Since I found a GPO setting regarding the fast startup option, I was quite sure that this will be the starting point (Administrative Templates\System\Shutdown):
But: As outlined within the help text of this setting, this does only enable it, disable the GPO setting does not disable the fast startup itself:
If you disable or do not configure this policy setting, the local setting is used.
So we need to set this setting directly into the registry, without using the “Policy” tree.
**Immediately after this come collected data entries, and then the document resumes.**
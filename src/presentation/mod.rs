//! Presentation layer handling terminal UI and user input.
//!
//! This module manages the terminal user interface using ratatui,
//! handles keyboard input, and renders the flashcard display. The UI
//! is a pure projection of the application state; all mutation goes
//! through the input handler.

pub mod ui;
pub mod input;

pub use ui::*;
pub use input::*;
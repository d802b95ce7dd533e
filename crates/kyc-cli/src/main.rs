//! Rider KYC CLI
//!
//! Command-line front end for rider registration and the admin listing.
//!
//! # Usage
//!
//! ```bash
//! rider-kyc form
//! rider-kyc register --field name="Ravi Kumar" --field address="12 MG Road" \
//!     --field aadharNumber=1234-5678-9012 --field vehicle=KA01AB1234 \
//!     --file aadharFile=./aadhar.pdf --file riderPhoto=./me.jpg
//! rider-kyc admin login --username admin --password password
//! rider-kyc admin drivers --format json
//! ```

use anyhow::{Context, Result};
use clap::{Parser, Subcommand};
use kyc_client::Config;
use std::path::PathBuf;
use tracing_subscriber::{layer::SubscriberExt, util::SubscriberInitExt};

mod commands;
mod output;

#[derive(Parser)]
#[command(name = "rider-kyc")]
#[command(version)]
#[command(about = "Rider KYC registration and admin listing", long_about = None)]
struct Cli {
    /// API root URL (overrides KYC_API_URL)
    #[arg(long)]
    api_url: Option<String>,

    #[command(subcommand)]
    command: Commands,
}

#[derive(Subcommand)]
enum Commands {
    /// Show the fields of a form
    Form {
        /// Show the damage report form instead of the registration form
        #[arg(long)]
        damage_report: bool,
    },
    /// Validate and submit a driver registration
    Register {
        /// Text field value, as NAME=VALUE
        #[arg(long = "field", value_parser = commands::parse_key_val::<String>)]
        fields: Vec<(String, String)>,

        /// File to attach, as NAME=PATH (repeat NAME for multi-file fields)
        #[arg(long = "file", value_parser = commands::parse_key_val::<PathBuf>)]
        files: Vec<(String, PathBuf)>,
    },
    /// Admin listing of registered drivers
    Admin {
        #[command(subcommand)]
        action: AdminCommands,
    },
}

#[derive(Subcommand)]
enum AdminCommands {
    /// Log in and remember it
    Login {
        #[arg(long)]
        username: String,
        #[arg(long)]
        password: String,
    },
    /// Forget the stored login
    Logout,
    /// List registered drivers
    Drivers {
        #[arg(long, short, default_value = "table")]
        format: output::OutputFormat,
    },
}

async fn run(cli: Cli) -> Result<()> {
    let mut config = Config::from_env().context("Failed to load configuration")?;
    if let Some(api_url) = &cli.api_url {
        config = config.with_api_url(api_url)?;
    }

    match cli.command {
        Commands::Form { damage_report } => commands::form::handle(damage_report, &config),
        Commands::Register { fields, files } => {
            commands::register::handle(fields, files, &config).await
        }
        Commands::Admin { action } => commands::admin::handle(action, &config).await,
    }
}

#[tokio::main]
async fn main() {
    // Logs go to stderr so stdout stays clean for tables and JSON
    tracing_subscriber::registry()
        .with(
            tracing_subscriber::EnvFilter::try_from_default_env()
                .unwrap_or_else(|_| "rider_kyc=info,kyc_client=info".into()),
        )
        .with(tracing_subscriber::fmt::layer().with_writer(std::io::stderr))
        .init();

    if let Err(e) = run(Cli::parse()).await {
        eprintln!("Error: {:#}", e);
        std::process::exit(1);
    }
}

#[cfg(test)]
mod tests {
    use super::*;
    use clap::CommandFactory;

    #[test]
    fn test_cli_definition() {
        Cli::command().debug_assert();
    }

    #[test]
    fn test_register_arguments() {
        let cli = Cli::try_parse_from([
            "rider-kyc",
            "register",
            "--field",
            "name=Ravi Kumar",
            "--file",
            "riderPhoto=./me.jpg",
        ])
        .unwrap();

        match cli.command {
            Commands::Register { fields, files } => {
                assert_eq!(fields, vec![("name".to_string(), "Ravi Kumar".to_string())]);
                assert_eq!(files, vec![("riderPhoto".to_string(), PathBuf::from("./me.jpg"))]);
            }
            _ => panic!("expected register"),
        }
    }

    #[test]
    fn test_drivers_format_flag() {
        let cli =
            Cli::try_parse_from(["rider-kyc", "admin", "drivers", "--format", "json"]).unwrap();
        assert!(matches!(
            cli.command,
            Commands::Admin {
                action: AdminCommands::Drivers {
                    format: output::OutputFormat::Json
                }
            }
        ));
    }
}
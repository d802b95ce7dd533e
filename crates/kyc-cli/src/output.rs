//! Output formatting

use clap::ValueEnum;
use kyc_client::render;
use kyc_common::DriverRecord;

#[derive(Debug, Clone, Copy, ValueEnum)]
pub enum OutputFormat {
    Table,
    Json,
}

impl OutputFormat {
    pub fn print_drivers(&self, drivers: &[DriverRecord]) -> anyhow::Result<()> {
        match self {
            OutputFormat::Json => {
                println!("{}", serde_json::to_string_pretty(drivers)?);
            }
            OutputFormat::Table => {
                println!("{}", render::driver_table(drivers));
            }
        }
        Ok(())
    }
}
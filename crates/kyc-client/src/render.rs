//! Text rendering for the terminal front end

use kyc_common::{AttachmentSlot, DriverRecord, FieldError, FieldSpec, FormSchema};
use tabled::settings::Style;
use tabled::{Table, Tabled};

const NONE: &str = "None";

#[derive(Tabled)]
struct DriverRow {
    #[tabled(rename = "ID")]
    id: usize,
    #[tabled(rename = "Name")]
    name: String,
    #[tabled(rename = "Photo")]
    photo: String,
    #[tabled(rename = "Address")]
    address: String,
    #[tabled(rename = "Vehicle Number")]
    vehicle: String,
    #[tabled(rename = "Aadhar Number")]
    aadhar_number: String,
    #[tabled(rename = "Aadhar File")]
    aadhar_file: String,
    #[tabled(rename = "PAN Number")]
    pan_number: String,
    #[tabled(rename = "PAN File")]
    pan_file: String,
    #[tabled(rename = "DL Number")]
    dl_number: String,
    #[tabled(rename = "DL File")]
    dl_file: String,
}

fn or_none(value: &Option<String>) -> String {
    match value.as_deref() {
        Some(v) if !v.is_empty() => v.to_string(),
        _ => NONE.to_string(),
    }
}

impl DriverRow {
    fn new(index: usize, driver: &DriverRecord) -> Self {
        Self {
            id: index + 1,
            name: driver.name.clone(),
            photo: driver.rider_photo.clone(),
            address: driver.address.clone(),
            vehicle: driver.vehicle.clone(),
            aadhar_number: driver.aadhar_number.clone(),
            aadhar_file: driver.aadhar_file.clone(),
            pan_number: or_none(&driver.pan_number),
            pan_file: or_none(&driver.pan_file),
            dl_number: or_none(&driver.dl_number),
            dl_file: or_none(&driver.dl_file),
        }
    }
}

/// Render drivers as a table with 1-based IDs
pub fn driver_table(drivers: &[DriverRecord]) -> String {
    let rows = drivers
        .iter()
        .enumerate()
        .map(|(idx, driver)| DriverRow::new(idx, driver));

    Table::new(rows).with(Style::rounded()).to_string()
}

/// Describe the files currently held by a slot
///
/// A single slot yields one `Selected file: ...` line; a multi slot yields
/// one line per file prefixed with the index used to remove it.
pub fn attachment_summary(slot: &AttachmentSlot) -> Vec<String> {
    match slot {
        AttachmentSlot::Single(Some(file)) => vec![format!(
            "Selected file: {} ({})",
            file.name,
            file.display_size()
        )],
        AttachmentSlot::Single(None) => Vec::new(),
        AttachmentSlot::Multi(files) => files
            .iter()
            .enumerate()
            .map(|(idx, file)| format!("[{}] {} ({})", idx, file.name, file.display_size()))
            .collect(),
    }
}

/// Describe a form's fields, one line each
pub fn form_layout(schema: &FormSchema) -> String {
    let mut lines = vec![schema.title().to_string()];

    for field in schema.fields() {
        let marker = if field.required() { " *" } else { "" };
        let hint = match field {
            FieldSpec::Text(f) if !f.placeholder.is_empty() => format!("e.g. {}", f.placeholder),
            FieldSpec::Text(_) => String::new(),
            FieldSpec::Choice(f) => {
                let values: Vec<&str> = f.options.iter().map(|o| o.value.as_str()).collect();
                format!("one of: {}", values.join(", "))
            }
            FieldSpec::File(f) => {
                let accepts = if f.accepted_types.is_empty() {
                    "any file"
                } else {
                    f.accepted_types.as_str()
                };
                let count = if f.multiple { "files" } else { "file" };
                format!("{} {}, max {}MB", accepts, count, f.max_size_mb())
            }
        };

        lines.push(format!(
            "  {}{} [{}] {}",
            field.label(),
            marker,
            field.name(),
            hint
        ));
    }

    lines
        .iter()
        .map(|l| l.trim_end())
        .collect::<Vec<_>>()
        .join("\n")
}

/// One `field: message` line per validation error
pub fn validation_report(errors: &[FieldError]) -> String {
    errors
        .iter()
        .map(|e| format!("{}: {}", e.field, e.message))
        .collect::<Vec<_>>()
        .join("\n")
}

#[cfg(test)]
mod tests {
    use super::*;
    use kyc_common::{registration_schema, Attachment};

    fn driver(pan: Option<&str>) -> DriverRecord {
        DriverRecord {
            name: "Ravi Kumar".into(),
            address: "12 MG Road".into(),
            vehicle: "KA01AB1234".into(),
            aadhar_number: "1234-5678-9012".into(),
            aadhar_file: "https://host/docs/a.png".into(),
            rider_photo: "https://host/photos/r.jpg".into(),
            pan_number: pan.map(String::from),
            dl_number: None,
            pan_file: pan.map(|_| "https://host/docs/pan.png".to_string()),
            dl_file: None,
        }
    }

    #[test]
    fn test_table_renders_none_for_missing() {
        let table = driver_table(&[driver(None)]);
        assert!(table.contains("PAN Number"));
        assert!(table.contains("https://host/docs/a.png"));
        assert_eq!(table.matches(NONE).count(), 4);
    }

    #[test]
    fn test_table_ids_are_one_based() {
        let table = driver_table(&[driver(Some("ABCDE1234F")), driver(None)]);
        let first = table.lines().find(|l| l.contains("ABCDE1234F")).unwrap();
        assert!(first.contains("│ 1 "));
        assert!(table.lines().any(|l| l.contains("│ 2 ")));
    }

    #[test]
    fn test_single_slot_summary() {
        let mut slot = AttachmentSlot::empty(false);
        assert!(attachment_summary(&slot).is_empty());

        slot.select(vec![Attachment::new("aadhar.pdf", vec![0; 1024 * 1024])]);
        assert_eq!(
            attachment_summary(&slot),
            vec!["Selected file: aadhar.pdf (1.00 MB)"]
        );
    }

    #[test]
    fn test_multi_slot_summary() {
        let mut slot = AttachmentSlot::empty(true);
        slot.select(vec![
            Attachment::new("one.jpg", vec![0; 512 * 1024]),
            Attachment::new("two.jpg", vec![0; 10]),
        ]);

        assert_eq!(
            attachment_summary(&slot),
            vec!["[0] one.jpg (0.50 MB)", "[1] two.jpg (0.00 MB)"]
        );
    }

    #[test]
    fn test_form_layout_marks_required() {
        let layout = form_layout(&registration_schema());
        assert!(layout.starts_with("Driver Registration"));
        assert!(layout.contains("  Driver Name * [name] e.g. John Doe"));
        assert!(layout.contains("  PAN Number [panNumber] e.g. AAXXX1234X"));
        assert!(layout.contains("  Upload Rider Photo * [riderPhoto] image/* file, max 2MB"));
    }

    #[test]
    fn test_validation_report() {
        let errors = vec![
            FieldError {
                field: "name".into(),
                message: "Driver Name is required".into(),
            },
            FieldError {
                field: "dlFile".into(),
                message: "File size must be less than 2MB".into(),
            },
        ];
        assert_eq!(
            validation_report(&errors),
            "name: Driver Name is required\ndlFile: File size must be less than 2MB"
        );
    }
}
The registry key for disabling fast startup is described on this answers forum of Microsoft (I could not find an official KB article of Microsoft):
answers.microsoft.com – Turn off Fast Startup
Now we have all the Information and just can go on with implementing our solution.
First I go to this registry key (Computer\HKEY_LOCAL_MACHINE\SYSTEM\CurrentControlSet\Control\Session Manager\Power) and set the value of HiberbootEnabled as I want to have it (0 is disabled):
Then I have to export this registry key to receive a *.reg file which should look like this:
Go ahead and delete all entries except the HiberbootEnabled, you should end up with a reg-file like this:
Now we need a solution to convert a reg file into a powershell script. Luckily, there is already such a converter available from Roger Zander which we can use for this. Simply navigate to https://reg2ps.azurewebsites.net/ and paste the content of your reg file into the upper section. Afterwards click on “Get remediation script” to receive the PowerShell script which sets the registry value:
Now copy the content of the PowerShell Script and save it into PowerShell script file with .ps1 as extension. Now it is time to navigate to the PowerShell Script Option of Intune Device Management. Open the Azure Portal and Navigate to Intune -> Device Configuration -> PowerShell Scripts:
Click on “Add”, and configure the new PowerShell Script:
You need to provide a name for the Script, I selected “Disable Fast Startup (HiberBoot)”. Then you need to provide the PowerShell script as saved before, and you are done. Leave the options on the default settings.
After a click on “Create”, the PowerShell Script is now added to the Intune blade, and can be assigned to user or device groups:
Afterwards, you should get the registry value set to the designated entry:
If you have troubles with the Intune PowerShell execution, I highly recommend this blog post from Oliver Kieselbach:
Deep dive Microsoft Intune Management Extension – PowerShell Scripts
Every step needs to be taken on a journey, this was one of them 🙂
4 thoughts on “Intune – Configure “Fast startup” (HiberBoot) for Windows 10”
Very useful, thank you!
It’s better if you do this using the Reports > Endpoint Analytics > Proactive remediations
Use both the Detection and Remediation scripts
Run script in 64-bit PowerShell
When I run this from Proactive Remediations, the device I’m testing is shown as no remediation needed.
The HiberBootEnabled key is definitely set to 1 and present in the reg and I have double checked that my detection and remediation scripts work from powershell manually, and are using the correct value of “0”
no sorry, I haven’t used proactive remedations yet.